ラララライ♩一周まわって食べごろギャグマニア

♩アルプス一万石 小槍の上でアルペン踊りをさあ踊りましょ♩

♩ランラララ ランララ ランラララ ラン ランラララ ランララ ラララライ♩

挿絵(By みてみん)

「ワオ!レアケース!亜希さん ちょっと待って下さい。

一般的には山の出っ張った所の小槍を子ヤギと間違うものですが、一万石って間違う必要ありますか?

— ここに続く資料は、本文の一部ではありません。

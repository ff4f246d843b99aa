// Generic object tools: one per primitive gateway operation.

use serde::Deserialize;
use serde_json::{Value, json};

use netbox_core::{CoreError, FilterSet, Gateway, ObjectId, ObjectPayload, ObjectType};

use super::{ToolDefinition, ToolError, decode};

pub const GET_OBJECTS: &str = "netbox_get_objects";
pub const GET_OBJECT_BY_ID: &str = "netbox_get_object_by_id";
pub const GET_CHANGELOGS: &str = "netbox_get_changelogs";
pub const CREATE_OBJECT: &str = "create_netbox_object";
pub const UPDATE_OBJECT: &str = "update_netbox_object";
pub const BULK_CREATE_OBJECTS: &str = "bulk_create_netbox_objects";

const CHANGELOG_FILTERS: &str = "\
Filtering options include:
- user_id: ID of the user who made the change
- user: username of the user who made the change
- changed_object_type_id: content type ID of the changed object
- changed_object_id: ID of the changed object
- object_repr: object representation (usually contains the object name)
- action: create, update or delete
- time_before: changes made before this time (ISO 8601)
- time_after: changes made after this time (ISO 8601)
- q: search term matched against the object representation

Example, all changes to device 123:
{\"changed_object_type_id\": \"dcim.device\", \"changed_object_id\": 123}

Each entry carries id, user, user_name, request_id, action,
changed_object_type, changed_object_id, object_repr, prechange_data,
postchange_data and time.";

// ── Arguments ───────────────────────────────────────────────────────

#[derive(Debug, Deserialize)]
struct GetObjectsArgs {
    object_type: String,
    #[serde(default)]
    filters: FilterSet,
}

#[derive(Debug, Deserialize)]
struct GetObjectByIdArgs {
    object_type: String,
    object_id: ObjectId,
}

#[derive(Debug, Deserialize)]
struct ChangelogArgs {
    #[serde(default)]
    filters: FilterSet,
}

#[derive(Debug, Deserialize)]
struct CreateArgs {
    object_type: String,
    data: ObjectPayload,
}

#[derive(Debug, Deserialize)]
struct UpdateArgs {
    object_type: String,
    object_id: ObjectId,
    data: ObjectPayload,
}

#[derive(Debug, Deserialize)]
struct BulkCreateArgs {
    object_type: String,
    data: Vec<ObjectPayload>,
}

// ── Dispatch ────────────────────────────────────────────────────────

pub(super) async fn call(
    gateway: &Gateway,
    name: &str,
    arguments: Value,
) -> Result<Result<Value, CoreError>, ToolError> {
    let outcome = match name {
        GET_OBJECTS => {
            let args: GetObjectsArgs = decode(name, arguments)?;
            gateway.list_objects(&args.object_type, &args.filters).await
        }
        GET_OBJECT_BY_ID => {
            let args: GetObjectByIdArgs = decode(name, arguments)?;
            gateway.get_object(&args.object_type, args.object_id).await
        }
        GET_CHANGELOGS => {
            let args: ChangelogArgs = decode(name, arguments)?;
            gateway.query_change_log(&args.filters).await
        }
        CREATE_OBJECT => {
            let args: CreateArgs = decode(name, arguments)?;
            gateway.create_object(&args.object_type, &args.data).await
        }
        UPDATE_OBJECT => {
            let args: UpdateArgs = decode(name, arguments)?;
            gateway
                .update_object(&args.object_type, args.object_id, &args.data)
                .await
        }
        BULK_CREATE_OBJECTS => {
            let args: BulkCreateArgs = decode(name, arguments)?;
            gateway
                .bulk_create_objects(&args.object_type, &args.data)
                .await
                .map(Value::Array)
        }
        _ => return Err(ToolError::UnknownTool(name.to_owned())),
    };
    Ok(outcome)
}

// ── Definitions ─────────────────────────────────────────────────────

fn object_type_schema() -> Value {
    json!({
        "type": "string",
        "description": "NetBox object type (e.g. \"devices\", \"ip-addresses\")"
    })
}

fn object_id_schema(action: &str) -> Value {
    json!({
        "type": "integer",
        "minimum": 0,
        "description": format!("Numeric ID of the object to {action}")
    })
}

fn with_catalog(summary: &str) -> String {
    format!(
        "{summary}\n\nValid object_type values:\n\n{}",
        ObjectType::catalog()
    )
}

pub(super) fn definitions() -> Vec<ToolDefinition> {
    vec![
        ToolDefinition {
            name: GET_OBJECTS.to_owned(),
            description: with_catalog(
                "Get objects from NetBox by type and filters. Filters follow the NetBox API \
                 filtering options for each object type; list values repeat the parameter.",
            ),
            input_schema: json!({
                "type": "object",
                "properties": {
                    "object_type": object_type_schema(),
                    "filters": {
                        "type": "object",
                        "description": "Filters to apply, e.g. {\"site\": \"nyc\", \"status\": \"active\"}"
                    }
                },
                "required": ["object_type"]
            }),
        },
        ToolDefinition {
            name: GET_OBJECT_BY_ID.to_owned(),
            description: with_catalog(
                "Get detailed information about a specific NetBox object by its ID.",
            ),
            input_schema: json!({
                "type": "object",
                "properties": {
                    "object_type": object_type_schema(),
                    "object_id": object_id_schema("fetch")
                },
                "required": ["object_type", "object_id"]
            }),
        },
        ToolDefinition {
            name: GET_CHANGELOGS.to_owned(),
            description: format!(
                "Get object change records (changelogs) from NetBox based on filters.\n\n\
                 {CHANGELOG_FILTERS}"
            ),
            input_schema: json!({
                "type": "object",
                "properties": {
                    "filters": {
                        "type": "object",
                        "description": "Change log filters, e.g. {\"action\": \"delete\"}"
                    }
                }
            }),
        },
        ToolDefinition {
            name: CREATE_OBJECT.to_owned(),
            description: with_catalog(
                "Create a new NetBox object. Example VLAN data: \
                 {\"vid\": 100, \"name\": \"User Access\", \"site\": 1, \"status\": \"active\"}",
            ),
            input_schema: json!({
                "type": "object",
                "properties": {
                    "object_type": object_type_schema(),
                    "data": {
                        "type": "object",
                        "description": "Object fields according to the NetBox API"
                    }
                },
                "required": ["object_type", "data"]
            }),
        },
        ToolDefinition {
            name: UPDATE_OBJECT.to_owned(),
            description: with_catalog(
                "Update an existing NetBox object by its ID. Only the given fields change.",
            ),
            input_schema: json!({
                "type": "object",
                "properties": {
                    "object_type": object_type_schema(),
                    "object_id": object_id_schema("update"),
                    "data": {
                        "type": "object",
                        "description": "Fields to change"
                    }
                },
                "required": ["object_type", "object_id", "data"]
            }),
        },
        ToolDefinition {
            name: BULK_CREATE_OBJECTS.to_owned(),
            description: with_catalog(
                "Create multiple NetBox objects of one type in a single request.",
            ),
            input_schema: json!({
                "type": "object",
                "properties": {
                    "object_type": object_type_schema(),
                    "data": {
                        "type": "array",
                        "items": { "type": "object" },
                        "description": "Objects to create, e.g. [{\"name\": \"a\"}, {\"name\": \"b\"}]"
                    }
                },
                "required": ["object_type", "data"]
            }),
        },
    ]
}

ウンチクを披露しようかと思ったんですが、こっちが質問するハメになりました、一万石って大名ですか?ラララライ♩」


「え!?違うの?小槍の一件はクイズ番組で知ってたんだけど、一万石じゃないなら正解は何?もしかして埼玉銘菓十万石まんじゅう?ラララライ♩」


「ちょっとちょっとちょっと!ちょっと待って下さい!

これ以上 爆弾ワードを僕の脳内メモリにブチまけないで下さい。

もう うまいうますぎる十万石まんじゅうって謳い文句がループしちゃって何も考えられません。

一万石じゃないなら十万石まんじゅうって何ですか。

石高も10倍になって どんな手柄を立てたんですか?

それに まんじゅう って言葉 付け足したら、もう曲に合わせて歌えないじゃないですか。」


「あははは!あははは!また冷静に分析してる!

それに 埼玉 周辺 限定の話よね。

パッケージのまんじゅう食べてる 汚ったない絵が 棟方志功 だったなんて驚きだったわ!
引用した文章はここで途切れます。